[Stored records]
++++++

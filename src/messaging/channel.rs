//! # Exchange Channel Trait
//!
//! The broker capability this crate consumes: declaring one exchange and
//! waiting for the broker's answer. Connection and channel lifecycle belong
//! to the caller; implementations only translate a declaration into their
//! client's call.

use async_trait::async_trait;
use serde::{Deserialize, Serialize};

use super::errors::ChannelError;
use crate::config::ExchangeArguments;

/// Fully resolved parameters for a single exchange declaration
#[derive(Debug, Clone, PartialEq, Serialize, Deserialize)]
pub struct ExchangeDeclaration {
    pub name: String,
    pub exchange_type: String,
    pub durable: bool,
    pub auto_delete: bool,
    pub internal: bool,
    pub no_wait: bool,
    pub arguments: ExchangeArguments,
}

impl ExchangeDeclaration {
    /// Whether another declaration of the same name would be accepted by a
    /// broker that already holds this one.
    ///
    /// `no_wait` only affects the reply, so it is not compared.
    pub fn is_equivalent(&self, other: &ExchangeDeclaration) -> bool {
        self.name == other.name
            && self.exchange_type == other.exchange_type
            && self.durable == other.durable
            && self.auto_delete == other.auto_delete
            && self.internal == other.internal
            && self.arguments == other.arguments
    }
}

/// Administrative channel able to declare exchanges
///
/// # Example Implementation
///
/// ```ignore
/// #[async_trait]
/// impl ExchangeChannel for MyClientChannel {
///     async fn exchange_declare(
///         &self,
///         declaration: &ExchangeDeclaration,
///     ) -> Result<(), ChannelError> {
///         self.inner
///             .declare(&declaration.name, &declaration.exchange_type)
///             .await
///             .map_err(|e| ChannelError::broker(e.to_string()))
///     }
/// }
/// ```
#[async_trait]
pub trait ExchangeChannel: Send + Sync {
    /// Declare one exchange, returning once the broker has answered
    /// (unless `declaration.no_wait` is set).
    ///
    /// Redeclaring identical parameters must succeed; conflicting
    /// parameters for an existing exchange must fail.
    async fn exchange_declare(&self, declaration: &ExchangeDeclaration)
        -> Result<(), ChannelError>;
}

#[async_trait]
impl<T: ExchangeChannel + ?Sized> ExchangeChannel for std::sync::Arc<T> {
    async fn exchange_declare(
        &self,
        declaration: &ExchangeDeclaration,
    ) -> Result<(), ChannelError> {
        (**self).exchange_declare(declaration).await
    }
}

++++++

* _Requirement_: Write down exactly the line with "pub trait ExchangeChannel: Send", then each line after it through the end of the data.

* _Completed exercise_:
pub trait ExchangeChannel: Send + Sync {
    /// Declare one exchange, returning once the broker has answered
    /// (unless `declaration.no_wait` is set).
    ///
    /// Redeclaring identical parameters must succeed; conflicting
    /// parameters for an existing exchange must fail.
    async fn exchange_declare(&self, declaration: &ExchangeDeclaration)
        -> Result<(), ChannelError>;
}

#[async_trait]
impl<T: ExchangeChannel + ?Sized> ExchangeChannel for std::sync::Arc<T> {
    async fn exchange_declare(
        &self,
        declaration: &ExchangeDeclaration,
    ) -> Result<(), ChannelError> {
        (**self).exchange_declare(declaration).await
    }
}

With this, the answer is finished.